§ Your task
List every line in this data where the string "corners" occurs.

§ Stored items
use std::{fmt, io, path, sync::atomic::{AtomicUsize, Ordering}};

use num_traits::ToPrimitive;

use crate::{Bounds, Mesh, Vertex, debug};

static OUTPUT_COUNTER: AtomicUsize = AtomicUsize::new(0);

pub(crate) struct SvgOutput<'a> {
    pub context: &'a SvgContext,
    content: String,
}

impl<'a> SvgOutput<'a> {
    pub fn new(context: &'a SvgContext) -> Self {
        Self {
            context,
            content: String::new(),
        }
    }

    pub fn append_element<State, E: SvgElement<State>>(&mut self, element: &E, state: &State) -> fmt::Result {
        element.write_svg(self, state)
    }

    pub fn save<P: AsRef<path::Path>>(self, file_name: P) -> io::Result<()> {
        use std::io::Write;

        let path = self.context.output_path.join(file_name);
        let f = std::fs::File::create(path)?;
        let mut w = io::BufWriter::new(&f);

        writeln!(w, "<svg viewBox=\"{}, {}, {}, {}\" xmlns=\"http://www.w3.org/2000/svg\">", self.context.view_x_min, self.context.view_y_min, self.context.view_w(), self.context.view_h())?;
        writeln!(w, "{}", self.content)?;
        writeln!(w, "</svg>")?;
        w.flush()
    }
}

impl<'a> fmt::Write for SvgOutput<'a> {
    fn write_str(&mut self, s: &str) -> fmt::Result {
        self.content.write_str(s)
    }
}

pub(crate) struct SvgContext {
    pub output_path: path::PathBuf,
    pub view_x_min: f32,
    pub view_x_max: f32,
    pub view_y_min: f32,
    pub view_y_max: f32,
    pub show_labels: bool,
}

impl SvgContext {
    /// Reads the output settings from the environment, or `None` if output is disabled
    pub fn from_env<V: Vertex>(outer: &[V]) -> Option<Self> {
        let output_path = debug::env::svg::output_path()?;
        let show_labels = debug::env::svg::show_labels();

        let bounds = Bounds::of(outer)?;
        let mut view_x_min = to_f32(bounds.x_min);
        let mut view_x_max = to_f32(bounds.x_max);
        let mut view_y_min = to_f32(bounds.y_min);
        let mut view_y_max = to_f32(bounds.y_max);

        let w = view_x_max - view_x_min;
        let h = view_y_max - view_y_min;
        let margin_scale = 0.1;
        view_x_min -= w * margin_scale;
        view_x_max += w * margin_scale;
        view_y_min -= h * margin_scale;
        view_y_max += h * margin_scale;

        Some(Self {
            output_path,
            view_x_min,
            view_x_max,
            view_y_min,
            view_y_max,
            show_labels,
        })
    }

    pub fn view_w(&self) -> f32 { self.view_x_max - self.view_x_min }
    pub fn view_h(&self) -> f32 { self.view_y_max - self.view_y_min }

    pub fn view_min_size(&self) -> f32 { self.view_w().min(self.view_h()) }

    pub fn percent(&self, p: f32) -> f32 { self.view_min_size() * p / 100.0 }
}

pub(crate) trait SvgElement<State=()> {
    fn write_svg(&self, svg_output: &mut SvgOutput<'_>, state: &State) -> fmt::Result;
}

// svg_fmt is missing a function for Circle
pub(crate) fn circle(x: f32, y: f32, r: f32) -> svg_fmt::Circle {
    svg_fmt::Circle {
        x,
        y,
        radius: r,
        style: svg_fmt::Style::default(),
    }
}

fn to_f32<C: ToPrimitive>(c: C) -> f32 {
    c.to_f32().unwrap_or(0.0)
}

#[derive(Debug, PartialEq, Eq, Clone, Copy)]
enum RingRole {
    Outer,
    Hole,
    /// A hole dropped by the bounds filter
    FilteredHole,
}

struct RingOutline<'a, V: Vertex> {
    ring: &'a [V],
    role: RingRole,
}

impl<'a, V: Vertex> SvgElement for RingOutline<'a, V> {
    fn write_svg(&self, svg_output: &mut SvgOutput<'_>, _state: &()) -> fmt::Result {
        use svg_fmt::*;
        use fmt::Write;

        if self.ring.len() < 2 {
            return Ok(());
        }

        let points: Vec<_> = self.ring.iter().map(|v| [to_f32(v.x()), to_f32(v.y())]).collect();
        let (color, width) = match self.role {
            RingRole::Outer => (black(), 0.6),
            RingRole::Hole => (red(), 0.4),
            RingRole::FilteredHole => (rgb(160, 160, 160), 0.3),
        };
        writeln!(svg_output, "{}",
            polygon(&points)
                .fill(Fill::None)
                .stroke(Stroke::Color(color, svg_output.context.percent(width)))
        )
    }
}

impl<'a, V: Vertex> SvgElement for Mesh<'a, V> {
    fn write_svg(&self, svg_output: &mut SvgOutput<'_>, _state: &()) -> fmt::Result {
        use svg_fmt::*;
        use fmt::Write;

        for corners in self.triangle_positions() {
            let points = corners.map(|[x, y]| [to_f32(x), to_f32(y)]);
            writeln!(svg_output, "{}",
                polygon(&points[..])
                    .fill(Fill::Color(rgb(200, 230, 255)))
                    .stroke(Stroke::Color(blue(), svg_output.context.percent(0.1)))
            )?;
        }

        let r = svg_output.context.percent(0.4);
        let gap = svg_output.context.percent(1.0);
        for index in 0..self.vertex_count() {
            let [x, y] = match self.position(index) {
                Some(position) => position.map(to_f32),
                None => continue,
            };
            // Vertices added where rings cross are drawn in orange
            let color = if self.vertex(index).is_some() { green() } else { rgb(255, 140, 0) };
            writeln!(svg_output, "{}", circle(x, y, r).fill(Fill::Color(color)))?;
            if svg_output.context.show_labels {
                writeln!(svg_output, "{}",
                    text(x - gap, y, index.to_string())
                        .color(black())
                        .align(Align::Right)
                        .size(svg_output.context.percent(1.0))
                )?;
            }
        }
        Ok(())
    }
}

/// Writes `mesh`, along with every hole it was built from, to the next numbered file in the
/// configured output directory. Does nothing unless output is enabled.
pub(crate) fn output_triangulation<V: Vertex, H: AsRef<[V]>>(mesh: &Mesh<'_, V>, holes: &[H]) -> io::Result<()> {
    let context = match SvgContext::from_env(mesh.outer()) {
        Some(context) => context,
        None => return Ok(()),
    };

    let mut svg = SvgOutput::new(&context);
    write_triangulation(&mut svg, mesh, holes).map_err(|e| io::Error::new(io::ErrorKind::Other, e))?;

    let n = OUTPUT_COUNTER.fetch_add(1, Ordering::Relaxed);
    svg.save(format!("{:03}.svg", n))
}

fn write_triangulation<V: Vertex, H: AsRef<[V]>>(svg: &mut SvgOutput<'_>, mesh: &Mesh<'_, V>, holes: &[H]) -> fmt::Result {
    svg.append_element(mesh, &())?;
    for (i, hole) in holes.iter().enumerate() {
        let role = if mesh.eligible_holes().contains(&i) { RingRole::Hole } else { RingRole::FilteredHole };
        svg.append_element(&RingOutline { ring: hole.as_ref(), role }, &())?;
    }
    svg.append_element(&RingOutline { ring: mesh.outer(), role: RingRole::Outer }, &())
}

§ Response to the task
        for corners in self.triangle_positions() {
            let points = corners.map(|[x, y]| [to_f32(x), to_f32(y)]);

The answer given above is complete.